Securities and Exchange Board of India
Circular No. SEBI/HO/DDHS/DDHS-PoD-1/P/CIR/2024/129 Dated: September 26, 2024
To,
Issuers who propose to list debt securities or non-convertible redeemable preference shares;
Recognised Stock Exchanges;
Registered Merchant Bankers;
Registered Stock Brokers;
Depositories and Registered Depository Participants;
Registered Bankers to an Issue;
Registered Registrars to an Issue and Share Transfer Agents; and
Self Certified Syndicate Banks (SCSBs)
Madam/ Sir,
Subject: Reduction in the timeline for listing of debt securities and Non-convertible Redeemable Preference Shares to T+3 working days from existing T + 6 working days (as an option to issuers for a period of one year and on a permanent basis thereafter such that all listings occur on a T+3 basis)
1. Para 12 of Chapter I (Application process in case of public issues of securities and timelines for listing) of the Master Circular no. SEBI/HO/DDHS/PoD1/P/CIR/2024/54 dated May 22, 2024, (hereinafter referred as ‘Master Circular’) issued by SEBI, inter-alia specifies that the listing of debt securities and Non-convertible Redeemable Preference Shares (NCRPS) issued through public issue process shall be completed within T+6 working days from the date of closure of the issue.

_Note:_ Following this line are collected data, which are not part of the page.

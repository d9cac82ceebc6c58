use elearn_types::api::{ErrorBody, ErrorDetail};

#[derive(Debug, thiserror::Error)]
pub enum ApiError {
    /// The backend answered 401. The session is already cleared by the
    /// time the caller sees this.
    #[error("Session expired")]
    SessionExpired,

    #[error("{0}")]
    Validation(String),

    #[error("{message}")]
    Http { status: u16, message: String },

    #[error("Network error: {0}")]
    Network(String),

    #[error("Malformed response: {0}")]
    MalformedResponse(String),

    #[error("Session storage error: {0}")]
    Storage(String),

    #[error("File error: {0}")]
    File(String),
}

impl ApiError {
    pub fn status(&self) -> Option<u16> {
        match self {
            Self::SessionExpired => Some(401),
            Self::Http { status, .. } => Some(*status),
            _ => None,
        }
    }

    pub(crate) fn storage(err: anyhow::Error) -> Self {
        Self::Storage(err.to_string())
    }
}

impl From<reqwest::Error> for ApiError {
    fn from(err: reqwest::Error) -> Self {
        ApiError::Network(err.to_string())
    }
}

/// Turn a non-2xx, non-401 response into an error.
///
/// A 422 carrying a list of issues becomes one `Validation` string with
/// the issues joined by `; `. Everything else is reported through
/// `detail`, then `message`, then the bare status.
pub fn error_from_body(status: u16, body: ErrorBody) -> ApiError {
    match (status, body.detail) {
        (422, Some(ErrorDetail::Issues(issues))) => {
            let joined = issues
                .iter()
                .map(|issue| issue.describe())
                .collect::<Vec<_>>()
                .join("; ");
            ApiError::Validation(format!("Validation error: {}", joined))
        }
        (422, Some(detail)) => {
            ApiError::Validation(detail.as_text().unwrap_or_default())
        }
        (_, detail) => {
            let message = detail
                .and_then(|d| match d {
                    ErrorDetail::Issues(issues) => Some(
                        issues
                            .iter()
                            .map(|issue| issue.describe())
                            .collect::<Vec<_>>()
                            .join("; "),
                    ),
                    other => other.as_text(),
                })
                .or(body.message)
                .unwrap_or_else(|| format!("HTTP error! status: {}", status));
            ApiError::Http { status, message }
        }
    }
}

#[cfg(test)]
mod tests {
    use super::*;

    fn body(json: &str) -> ErrorBody {
        serde_json::from_str(json).unwrap()
    }

    #[test]
    fn validation_list_is_joined() {
        let err = error_from_body(
            422,
            body(r#"{"detail":[{"loc":["body","judul"],"msg":"field required"},{"loc":["body","priority"],"msg":"ensure this value is less than or equal to 100"}]}"#),
        );
        assert_eq!(
            err.to_string(),
            "Validation error: body.judul: field required; body.priority: ensure this value is less than or equal to 100"
        );
        assert!(matches!(err, ApiError::Validation(_)));
    }

    #[test]
    fn validation_string_is_used_verbatim() {
        let err = error_from_body(422, body(r#"{"detail":"tanggal_selesai harus setelah tanggal_mulai"}"#));
        assert_eq!(err.to_string(), "tanggal_selesai harus setelah tanggal_mulai");
    }

    #[test]
    fn detail_then_message_then_status() {
        let err = error_from_body(400, body(r#"{"detail":"Username sudah digunakan","message":"ignored"}"#));
        assert_eq!(err.to_string(), "Username sudah digunakan");
        assert_eq!(err.status(), Some(400));

        let err = error_from_body(500, body(r#"{"message":"db down"}"#));
        assert_eq!(err.to_string(), "db down");

        let err = error_from_body(404, ErrorBody::default());
        assert_eq!(err.to_string(), "HTTP error! status: 404");
    }

    #[test]
    fn unprocessable_without_detail_is_plain_http_error() {
        let err = error_from_body(422, ErrorBody::default());
        assert!(matches!(err, ApiError::Http { status: 422, .. }));
    }
}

2. Regulation 37 (2) of SEBI (Issue and Listing of Non-Convertible Securities) Regulations, 2021 (“NCS Regulations”) applicable to public issues of debt securities and NCRPS, requires issuers to refund the application moneys in an event of failure to list such securities within specified timelines. The same is reproduced below:
“In the event of failure to list such securities within such days from the date of closure of issue as may be specified by the Board (scheduled listing date), all application moneys received or blocked in the public issue shall be refunded or unblocked forthwith within two working days from the scheduled listing date to the applicants through the permissible modes of making refunds and unblocking of funds. For delay in refund/unblocking of funds beyond the timeline as specified above, the issuer shall be liable to pay interest at the rate of fifteen percent per annum to the investors from the scheduled listing date till the date of actual payment.”

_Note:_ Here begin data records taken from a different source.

use std::sync::Arc;

use anyhow::Result;
use tracing::{debug, info, warn};

use elearn_storage::StorageBackend;
use elearn_types::{Session, UserProfile};

pub mod keys {
    pub const TOKEN: &str = "token";
    pub const USER: &str = "user";
    pub const ROLE: &str = "role";
    pub const USERNAME: &str = "username";
}

/// Every key that makes up a session; `clear` removes all of them.
pub const SESSION_KEYS: [&str; 4] = [keys::TOKEN, keys::USER, keys::ROLE, keys::USERNAME];

/// Trim a stored value and drop the ones that mean "nothing".
///
/// Empty strings and the literals `null`/`undefined` are what a careless
/// stringify of a missing value leaves behind; they must never pass for a
/// real token.
pub fn normalize(raw: Option<String>) -> Option<String> {
    let raw = raw?;
    let trimmed = raw.trim();
    if trimmed.is_empty() || trimmed == "null" || trimmed == "undefined" {
        return None;
    }
    Some(trimmed.to_string())
}

/// Dual-backend session store.
#[derive(Clone)]
pub struct SessionStore {
    durable: Arc<dyn StorageBackend>,
    ephemeral: Arc<dyn StorageBackend>,
}

impl SessionStore {
    pub fn new(durable: Arc<dyn StorageBackend>, ephemeral: Arc<dyn StorageBackend>) -> Self {
        Self { durable, ephemeral }
    }

    /// First usable value, durable store first.
    pub fn get(&self, key: &str) -> Result<Option<String>> {
        if let Some(value) = normalize(self.durable.get_item(key)?) {
            return Ok(Some(value));
        }
        Ok(normalize(self.ephemeral.get_item(key)?))
    }

    /// Write `value` to one backend and drop `key` from the other.
    pub fn set(&self, key: &str, value: &str, durable: bool) -> Result<()> {
        let (target, other) = if durable {
            (&self.durable, &self.ephemeral)
        } else {
            (&self.ephemeral, &self.durable)
        };
        other.remove_item(key)?;
        target.set_item(key, value)
    }

    pub fn remove(&self, key: &str) -> Result<()> {
        self.durable.remove_item(key)?;
        self.ephemeral.remove_item(key)
    }

    pub fn clear(&self) -> Result<()> {
        for key in SESSION_KEYS {
            self.remove(key)?;
        }
        info!("Session cleared");
        Ok(())
    }

    // -- Typed accessors --

    pub fn token(&self) -> Result<Option<String>> {
        self.get(keys::TOKEN)
    }

    pub fn set_token(&self, token: &str, remember: bool) -> Result<()> {
        self.set(keys::TOKEN, token, remember)
    }

    pub fn user(&self) -> Result<Option<UserProfile>> {
        match self.get(keys::USER)? {
            Some(raw) => Ok(Some(serde_json::from_str(&raw)?)),
            None => Ok(None),
        }
    }

    pub fn set_user(&self, user: &UserProfile, remember: bool) -> Result<()> {
        let raw = serde_json::to_string(user)?;
        self.set(keys::USER, &raw, remember)
    }

    pub fn role(&self) -> Result<Option<String>> {
        self.get(keys::ROLE)
    }

    pub fn set_role(&self, role: &str, remember: bool) -> Result<()> {
        self.set(keys::ROLE, role, remember)
    }

    pub fn username(&self) -> Result<Option<String>> {
        self.get(keys::USERNAME)
    }

    pub fn set_username(&self, username: &str, remember: bool) -> Result<()> {
        self.set(keys::USERNAME, username, remember)
    }

    pub fn is_authenticated(&self) -> Result<bool> {
        Ok(self.token()?.is_some())
    }

    // -- Whole sessions --

    pub fn save(&self, session: &Session, remember: bool) -> Result<()> {
        self.set_token(&session.token, remember)?;
        self.set_user(&session.user, remember)?;
        self.set_role(&session.role, remember)?;
        self.set_username(&session.username, remember)?;

        debug!(
            "Session for {} saved to {} storage",
            session.username,
            if remember { "durable" } else { "ephemeral" }
        );
        Ok(())
    }

    /// The stored session, or `None` unless all four parts are present.
    pub fn load(&self) -> Result<Option<Session>> {
        let Some(token) = self.token()? else {
            return Ok(None);
        };
        let (Some(raw_user), Some(role), Some(username)) =
            (self.get(keys::USER)?, self.role()?, self.username()?)
        else {
            warn!("Incomplete session in storage, treating as logged out");
            return Ok(None);
        };

        let user = match serde_json::from_str::<UserProfile>(&raw_user) {
            Ok(user) => user,
            Err(e) => {
                warn!("Stored user profile is unreadable, treating as logged out: {}", e);
                return Ok(None);
            }
        };

        Ok(Some(Session {
            token,
            user,
            role,
            username,
        }))
    }
}

#[cfg(test)]
mod tests {
    use super::*;
    use elearn_storage::MemoryStorage;

    struct Fixture {
        durable: Arc<MemoryStorage>,
        ephemeral: Arc<MemoryStorage>,
        store: SessionStore,
    }

    fn fixture() -> Fixture {
        let durable = Arc::new(MemoryStorage::new());
        let ephemeral = Arc::new(MemoryStorage::new());
        let store = SessionStore::new(durable.clone(), ephemeral.clone());
        Fixture {
            durable,
            ephemeral,
            store,
        }
    }

    fn sample_session() -> Session {
        let user: UserProfile = serde_json::from_str(
            r#"{"id_user":12,"username":"dosen01","email":"dosen01@kampus.ac.id","role":"admin","nama":"Dr. Sari"}"#,
        )
        .unwrap();
        Session {
            token: "eyJhbGciOi.payload.sig".into(),
            role: user.role.clone(),
            username: user.username.clone(),
            user,
        }
    }

    #[test]
    fn get_returns_what_was_set_in_either_backend() {
        let f = fixture();
        for durable in [true, false] {
            f.store.set("token", "abc", durable).unwrap();
            assert_eq!(f.store.get("token").unwrap().as_deref(), Some("abc"));
        }
    }

    #[test]
    fn placeholder_values_read_as_absent() {
        let f = fixture();
        for junk in ["", "   ", "null", "undefined", " null "] {
            for durable in [true, false] {
                f.store.set("token", junk, durable).unwrap();
                assert_eq!(f.store.get("token").unwrap(), None, "value {:?}", junk);
            }
        }
    }

    #[test]
    fn values_are_trimmed() {
        let f = fixture();
        f.store.set("role", "  admin\n", false).unwrap();
        assert_eq!(f.store.get("role").unwrap().as_deref(), Some("admin"));
    }

    #[test]
    fn durable_wins_over_ephemeral() {
        let f = fixture();
        f.ephemeral.set_item("username", "tab").unwrap();
        f.durable.set_item("username", "disk").unwrap();
        assert_eq!(f.store.get("username").unwrap().as_deref(), Some("disk"));
    }

    #[test]
    fn junk_in_durable_falls_through_to_ephemeral() {
        let f = fixture();
        f.durable.set_item("token", "undefined").unwrap();
        f.ephemeral.set_item("token", "real").unwrap();
        assert_eq!(f.store.get("token").unwrap().as_deref(), Some("real"));
    }

    #[test]
    fn set_leaves_key_in_exactly_one_backend() {
        let f = fixture();

        f.store.set("token", "a", false).unwrap();
        f.store.set("token", "b", true).unwrap();
        assert_eq!(f.durable.get_item("token").unwrap().as_deref(), Some("b"));
        assert_eq!(f.ephemeral.get_item("token").unwrap(), None);

        f.store.set("token", "c", false).unwrap();
        assert_eq!(f.ephemeral.get_item("token").unwrap().as_deref(), Some("c"));
        assert_eq!(f.durable.get_item("token").unwrap(), None);
    }

    #[test]
    fn remove_clears_both_backends() {
        let f = fixture();
        f.durable.set_item("role", "admin").unwrap();
        f.ephemeral.set_item("role", "admin").unwrap();

        f.store.remove("role").unwrap();
        assert_eq!(f.durable.get_item("role").unwrap(), None);
        assert_eq!(f.ephemeral.get_item("role").unwrap(), None);
    }

    #[test]
    fn clear_removes_every_session_key_from_both_backends() {
        let f = fixture();
        for key in SESSION_KEYS {
            f.durable.set_item(key, "x").unwrap();
            f.ephemeral.set_item(key, "y").unwrap();
        }
        f.durable.set_item("fcm_token", "device").unwrap();

        f.store.clear().unwrap();

        for key in SESSION_KEYS {
            assert_eq!(f.store.get(key).unwrap(), None, "key {}", key);
        }
        assert!(f.ephemeral.is_empty());
        // Non-session keys survive a logout.
        assert_eq!(f.durable.get_item("fcm_token").unwrap().as_deref(), Some("device"));
    }

    #[test]
    fn save_then_load_round_trips_whole_session() {
        let f = fixture();
        let session = sample_session();

        f.store.save(&session, true).unwrap();
        assert_eq!(f.store.load().unwrap(), Some(session.clone()));
        assert!(f.ephemeral.is_empty());
        assert!(f.store.is_authenticated().unwrap());

        f.store.save(&session, false).unwrap();
        assert_eq!(f.store.load().unwrap(), Some(session));
        assert!(f.durable.is_empty());
    }

    #[test]
    fn partial_session_loads_as_none() {
        let f = fixture();
        f.store.set_token("tok", false).unwrap();
        f.store.set_role("admin", false).unwrap();

        assert_eq!(f.store.load().unwrap(), None);
        // The token alone still counts for the cheap check.
        assert!(f.store.is_authenticated().unwrap());
    }

    #[test]
    fn unreadable_user_loads_as_none() {
        let f = fixture();
        let session = sample_session();
        f.store.save(&session, true).unwrap();
        f.store.set("user", "{not json", true).unwrap();

        assert_eq!(f.store.load().unwrap(), None);
        assert!(f.store.user().is_err());
    }

    #[test]
    fn user_is_stored_as_json() {
        let f = fixture();
        let session = sample_session();
        f.store.set_user(&session.user, false).unwrap();

        let raw = f.ephemeral.get_item("user").unwrap().unwrap();
        assert!(raw.contains("\"nama\":\"Dr. Sari\""));
        assert_eq!(f.store.user().unwrap(), Some(session.user));
    }

    struct FullDisk;

    impl StorageBackend for FullDisk {
        fn get_item(&self, _key: &str) -> Result<Option<String>> {
            Ok(None)
        }
        fn set_item(&self, _key: &str, _value: &str) -> Result<()> {
            Err(anyhow::anyhow!("quota exceeded"))
        }
        fn remove_item(&self, _key: &str) -> Result<()> {
            Ok(())
        }
    }

    #[test]
    fn backend_failures_propagate() {
        let store = SessionStore::new(Arc::new(FullDisk), Arc::new(MemoryStorage::new()));
        let err = store.set_token("tok", true).unwrap_err();
        assert!(err.to_string().contains("quota exceeded"));
    }
}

3. In order to facilitate faster access to funds for issuers and investors to have early credit and liquidity of their investment, and with a view to align the listing timeline in case of public issue of debt securities and NCRPS with that of non convertible securities issued on private placement basis and specified securities, it has been decided to reduce the listing timeline in case of public issue of debt securities and NCRPS to T+3 working days from existing timeline of T+6 working days.
4. Accordingly, the revised timelines for listing of debt securities and NCRPS and various activities involved in the public issue process are specified in Annexure to this circular.
5. Further, to ensure ease of compliance for issuers, the listing timeline of T+3 working days is introduced as an option to issuers for a period of one year and on a permanent basis thereafter such that all listings occur on a T+3 basis.
6. Accordingly, during the period of voluntary applicability of the listing timeline of T+3 working days, the provisions of regulation 37 (2) of NCS Regulations shall become applicable only after T+6 working day, even in cases where issuer has chosen T+3 as the listing timeline but fails to meet the same.
7. The T+3 timeline for listing shall be appropriately disclosed in the Offer Documents of public issues.
8. The provisions of this circular shall be applicable:
8.1. On voluntary basis to public issues of debt securities and NCRPS opening on or after November 01, 2024.
8.2. Mandatory for public issues of debt securities and NCRPS opening on or after November 01, 2025.
9. Stock Exchanges shall monitor compliance with the provisions of this circular.
10. The Circular is issued in exercise of the powers conferred under Section 11(1) of the Securities and Exchange Board of India Act, 1992 read with Regulation 55 (1) of the SEBI (Issue and Listing of Non-convertible Securities) Regulations, 2021, to protect the interest of investors in securities and to promote the development of, and to regulate the securities market.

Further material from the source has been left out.